WHAT THIS TASK INVOLVES —
Please print all of the entries, matching them exactly.

INFORMATION GIVEN —
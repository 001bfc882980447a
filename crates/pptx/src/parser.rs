//! PPTX document assembly.
//!
//! The manifest and theme are read first and the media folder is indexed;
//! slides are then fetched and extracted concurrently, each reading only the
//! media it references, and collected in slide number order.

use crate::dimensions::read_dimensions;
use crate::media::MediaIndex;
use crate::package::Package;
use crate::slide::{process_slide, SlideDocuments};
use crate::theme::build_palette;
use crate::xml::XmlElement;
use deck_core::{Document, Error, Result, Slide, ThemePalette};
use futures::future::{join_all, try_join_all};
use regex::Regex;
use serde::{Deserialize, Serialize};
use std::sync::LazyLock;

/// Presentation manifest; a package without it is not a presentation.
pub const MANIFEST_PATH: &str = "ppt/presentation.xml";

/// Theme providing the color palette.
pub const THEME_PATH: &str = "ppt/theme/theme1.xml";

/// Folder holding the slide documents.
pub const SLIDES_DIR: &str = "ppt/slides";

/// Slide document names relative to [`SLIDES_DIR`], e.g. `slide12.xml`.
static SLIDE_ENTRY_REGEX: LazyLock<Regex> =
    LazyLock::new(|| Regex::new(r"^slide(\d+)\.xml$").unwrap());

/// What to do when a single slide cannot be fetched or extracted.
#[derive(Debug, Clone, Copy, Default, PartialEq, Eq, Serialize, Deserialize)]
#[serde(rename_all = "lowercase")]
pub enum SlideFailurePolicy {
    /// Fail the whole parse.
    #[default]
    Abort,
    /// Keep the slide in place with empty content and an error message.
    Isolate,
}

/// A slide document found in the package.
#[derive(Debug, Clone, PartialEq, Eq)]
pub struct SlideEntry {
    pub number: u32,
    pub path: String,
    pub relationships_path: String,
}

/// Parser for PPTX (Office Open XML) packages.
#[derive(Debug, Clone, Default)]
pub struct PptxParser {
    failure_policy: SlideFailurePolicy,
}

impl PptxParser {
    /// Create a new PPTX parser.
    pub fn new() -> Self {
        Self::default()
    }

    /// Set how per-slide failures are handled.
    pub fn with_failure_policy(mut self, policy: SlideFailurePolicy) -> Self {
        self.failure_policy = policy;
        self
    }

    pub fn failure_policy(&self) -> SlideFailurePolicy {
        self.failure_policy
    }

    /// Extract the document model from a package.
    pub async fn parse<P: Package + ?Sized>(&self, package: &P) -> Result<Document> {
        if !package.contains(MANIFEST_PATH) {
            return Err(Error::MissingManifest {
                path: MANIFEST_PATH.to_string(),
            });
        }

        let manifest = XmlElement::parse(&package.read_text(MANIFEST_PATH).await?)?;
        let dimensions = read_dimensions(&manifest)?;
        log::debug!(
            "Slide size {}x{} px",
            dimensions.width_px,
            dimensions.height_px
        );

        let palette = self.read_palette(package).await?;

        let entries = discover_slides(package);
        log::debug!("Discovered {} slides", entries.len());

        let media = MediaIndex::from_package(package);
        log::debug!("Indexed {} media entries", media.len());

        let loads = entries
            .iter()
            .map(|entry| load_slide(package, entry, &palette, &media));

        let slides = match self.failure_policy {
            SlideFailurePolicy::Abort => try_join_all(loads).await?,
            SlideFailurePolicy::Isolate => join_all(loads)
                .await
                .into_iter()
                .zip(&entries)
                .map(|(result, entry)| {
                    result.unwrap_or_else(|e| {
                        log::warn!("Skipping content of slide {}: {}", entry.number, e);
                        Slide::failed(entry.number, e.to_string())
                    })
                })
                .collect(),
        };

        let mut document = Document::new(dimensions, palette);
        document.slides = slides;
        Ok(document)
    }

    /// Build the palette from the theme, falling back to defaults when the
    /// theme is absent or unreadable.
    async fn read_palette<P: Package + ?Sized>(&self, package: &P) -> Result<ThemePalette> {
        let Some(theme_xml) = package.read_text_opt(THEME_PATH).await? else {
            log::debug!("No theme entry at {}", THEME_PATH);
            return Ok(build_palette(None));
        };

        match XmlElement::parse(&theme_xml) {
            Ok(theme) => Ok(build_palette(Some(&theme))),
            Err(e) => {
                log::warn!("Ignoring malformed theme: {}", e);
                Ok(build_palette(None))
            }
        }
    }
}

/// Find the slide documents of a package, ordered by slide number.
///
/// Names that differ only in zero padding (`slide1.xml`, `slide01.xml`)
/// share a number; the shortest name is kept and the others are skipped.
pub fn discover_slides<P: Package + ?Sized>(package: &P) -> Vec<SlideEntry> {
    let names = package.list_folder(SLIDES_DIR).unwrap_or_default();
    let mut entries: Vec<SlideEntry> = names.iter().filter_map(|name| slide_entry(name)).collect();
    entries.sort_by(|a, b| {
        a.number
            .cmp(&b.number)
            .then(a.path.len().cmp(&b.path.len()))
            .then_with(|| a.path.cmp(&b.path))
    });

    let mut unique: Vec<SlideEntry> = Vec::with_capacity(entries.len());
    for entry in entries {
        match unique.last() {
            Some(kept) if kept.number == entry.number => {
                log::warn!(
                    "Skipping {}: slide {} is already {}",
                    entry.path,
                    entry.number,
                    kept.path
                );
            }
            _ => unique.push(entry),
        }
    }
    unique
}

/// Build the entry for a slide file name such as `slide3.xml`.
fn slide_entry(name: &str) -> Option<SlideEntry> {
    let number = SLIDE_ENTRY_REGEX.captures(name)?.get(1)?.as_str();
    let Ok(number) = number.parse::<u32>() else {
        log::debug!("Ignoring slide entry with out of range number: {}", name);
        return None;
    };

    Some(SlideEntry {
        number,
        path: format!("{}/{}", SLIDES_DIR, name),
        relationships_path: format!("{}/_rels/{}.rels", SLIDES_DIR, name),
    })
}

/// Fetch a slide, its relationships and the media it references, and
/// extract it.
async fn load_slide<P: Package + ?Sized>(
    package: &P,
    entry: &SlideEntry,
    palette: &ThemePalette,
    media: &MediaIndex,
) -> Result<Slide> {
    let result = async {
        let (slide_xml, relationships_xml) = futures::try_join!(
            package.read_text(&entry.path),
            package.read_text_opt(&entry.relationships_path)
        )?;
        if relationships_xml.is_none() {
            log::debug!("Slide {} has no relationships", entry.number);
        }

        let documents = SlideDocuments::parse(&slide_xml, relationships_xml.as_deref())?;
        let library = media.load(package, documents.referenced_media()).await?;
        process_slide(&documents, entry.number, palette, &library)
    }
    .await;

    result.map_err(|e| e.in_slide(entry.number))
}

WRITTEN SOLUTION —
repository 001bfc882980447a
filename crates/pptx/src/parser.rs
//! PPTX document assembly.
//!
//! The manifest and theme are read first and the media folder is indexed;
//! slides are then fetched and extracted concurrently, each reading only the
//! media it references, and collected in slide number order.

use crate::dimensions::read_dimensions;
use crate::media::MediaIndex;
use crate::package::Package;
use crate::slide::{process_slide, SlideDocuments};
use crate::theme::build_palette;
use crate::xml::XmlElement;
use deck_core::{Document, Error, Result, Slide, ThemePalette};
use futures::future::{join_all, try_join_all};
use regex::Regex;
use serde::{Deserialize, Serialize};
use std::sync::LazyLock;

/// Presentation manifest; a package without it is not a presentation.
pub const MANIFEST_PATH: &str = "ppt/presentation.xml";

/// Theme providing the color palette.
pub const THEME_PATH: &str = "ppt/theme/theme1.xml";

/// Folder holding the slide documents.
pub const SLIDES_DIR: &str = "ppt/slides";

/// Slide document names relative to [`SLIDES_DIR`], e.g. `slide12.xml`.
static SLIDE_ENTRY_REGEX: LazyLock<Regex> =
    LazyLock::new(|| Regex::new(r"^slide(\d+)\.xml$").unwrap());

/// What to do when a single slide cannot be fetched or extracted.
#[derive(Debug, Clone, Copy, Default, PartialEq, Eq, Serialize, Deserialize)]
#[serde(rename_all = "lowercase")]
pub enum SlideFailurePolicy {
    /// Fail the whole parse.
    #[default]
    Abort,
    /// Keep the slide in place with empty content and an error message.
    Isolate,
}

/// A slide document found in the package.
#[derive(Debug, Clone, PartialEq, Eq)]
pub struct SlideEntry {
    pub number: u32,
    pub path: String,
    pub relationships_path: String,
}

/// Parser for PPTX (Office Open XML) packages.
#[derive(Debug, Clone, Default)]
pub struct PptxParser {
    failure_policy: SlideFailurePolicy,
}

impl PptxParser {
    /// Create a new PPTX parser.
    pub fn new() -> Self {
        Self::default()
    }

    /// Set how per-slide failures are handled.
    pub fn with_failure_policy(mut self, policy: SlideFailurePolicy) -> Self {
        self.failure_policy = policy;
        self
    }

    pub fn failure_policy(&self) -> SlideFailurePolicy {
        self.failure_policy
    }

    /// Extract the document model from a package.
    pub async fn parse<P: Package + ?Sized>(&self, package: &P) -> Result<Document> {
        if !package.contains(MANIFEST_PATH) {
            return Err(Error::MissingManifest {
                path: MANIFEST_PATH.to_string(),
            });
        }

        let manifest = XmlElement::parse(&package.read_text(MANIFEST_PATH).await?)?;
        let dimensions = read_dimensions(&manifest)?;
        log::debug!(
            "Slide size {}x{} px",
            dimensions.width_px,
            dimensions.height_px
        );

        let palette = self.read_palette(package).await?;

        let entries = discover_slides(package);
        log::debug!("Discovered {} slides", entries.len());

        let media = MediaIndex::from_package(package);
        log::debug!("Indexed {} media entries", media.len());

        let loads = entries
            .iter()
            .map(|entry| load_slide(package, entry, &palette, &media));

        let slides = match self.failure_policy {
            SlideFailurePolicy::Abort => try_join_all(loads).await?,
            SlideFailurePolicy::Isolate => join_all(loads)
                .await
                .into_iter()
                .zip(&entries)
                .map(|(result, entry)| {
                    result.unwrap_or_else(|e| {
                        log::warn!("Skipping content of slide {}: {}", entry.number, e);
                        Slide::failed(entry.number, e.to_string())
                    })
                })
                .collect(),
        };

        let mut document = Document::new(dimensions, palette);
        document.slides = slides;
        Ok(document)
    }

    /// Build the palette from the theme, falling back to defaults when the
    /// theme is absent or unreadable.
    async fn read_palette<P: Package + ?Sized>(&self, package: &P) -> Result<ThemePalette> {
        let Some(theme_xml) = package.read_text_opt(THEME_PATH).await? else {
            log::debug!("No theme entry at {}", THEME_PATH);
            return Ok(build_palette(None));
        };

        match XmlElement::parse(&theme_xml) {
            Ok(theme) => Ok(build_palette(Some(&theme))),
            Err(e) => {
                log::warn!("Ignoring malformed theme: {}", e);
                Ok(build_palette(None))
            }
        }
    }
}

/// Find the slide documents of a package, ordered by slide number.
///
/// Names that differ only in zero padding (`slide1.xml`, `slide01.xml`)
/// share a number; the shortest name is kept and the others are skipped.
pub fn discover_slides<P: Package + ?Sized>(package: &P) -> Vec<SlideEntry> {
    let names = package.list_folder(SLIDES_DIR).unwrap_or_default();
    let mut entries: Vec<SlideEntry> = names.iter().filter_map(|name| slide_entry(name)).collect();
    entries.sort_by(|a, b| {
        a.number
            .cmp(&b.number)
            .then(a.path.len().cmp(&b.path.len()))
            .then_with(|| a.path.cmp(&b.path))
    });

    let mut unique: Vec<SlideEntry> = Vec::with_capacity(entries.len());
    for entry in entries {
        match unique.last() {
            Some(kept) if kept.number == entry.number => {
                log::warn!(
                    "Skipping {}: slide {} is already {}",
                    entry.path,
                    entry.number,
                    kept.path
                );
            }
            _ => unique.push(entry),
        }
    }
    unique
}

/// Build the entry for a slide file name such as `slide3.xml`.
fn slide_entry(name: &str) -> Option<SlideEntry> {
    let number = SLIDE_ENTRY_REGEX.captures(name)?.get(1)?.as_str();
    let Ok(number) = number.parse::<u32>() else {
        log::debug!("Ignoring slide entry with out of range number: {}", name);
        return None;
    };

    Some(SlideEntry {
        number,
        path: format!("{}/{}", SLIDES_DIR, name),
        relationships_path: format!("{}/_rels/{}.rels", SLIDES_DIR, name),
    })
}

/// Fetch a slide, its relationships and the media it references, and
/// extract it.
async fn load_slide<P: Package + ?Sized>(
    package: &P,
    entry: &SlideEntry,
    palette: &ThemePalette,
    media: &MediaIndex,
) -> Result<Slide> {
    let result = async {
        let (slide_xml, relationships_xml) = futures::try_join!(
            package.read_text(&entry.path),
            package.read_text_opt(&entry.relationships_path)
        )?;
        if relationships_xml.is_none() {
            log::debug!("Slide {} has no relationships", entry.number);
        }

        let documents = SlideDocuments::parse(&slide_xml, relationships_xml.as_deref())?;
        let library = media.load(package, documents.referenced_media()).await?;
        process_slide(&documents, entry.number, palette, &library)
    }
    .await;

    result.map_err(|e| e.in_slide(entry.number))
}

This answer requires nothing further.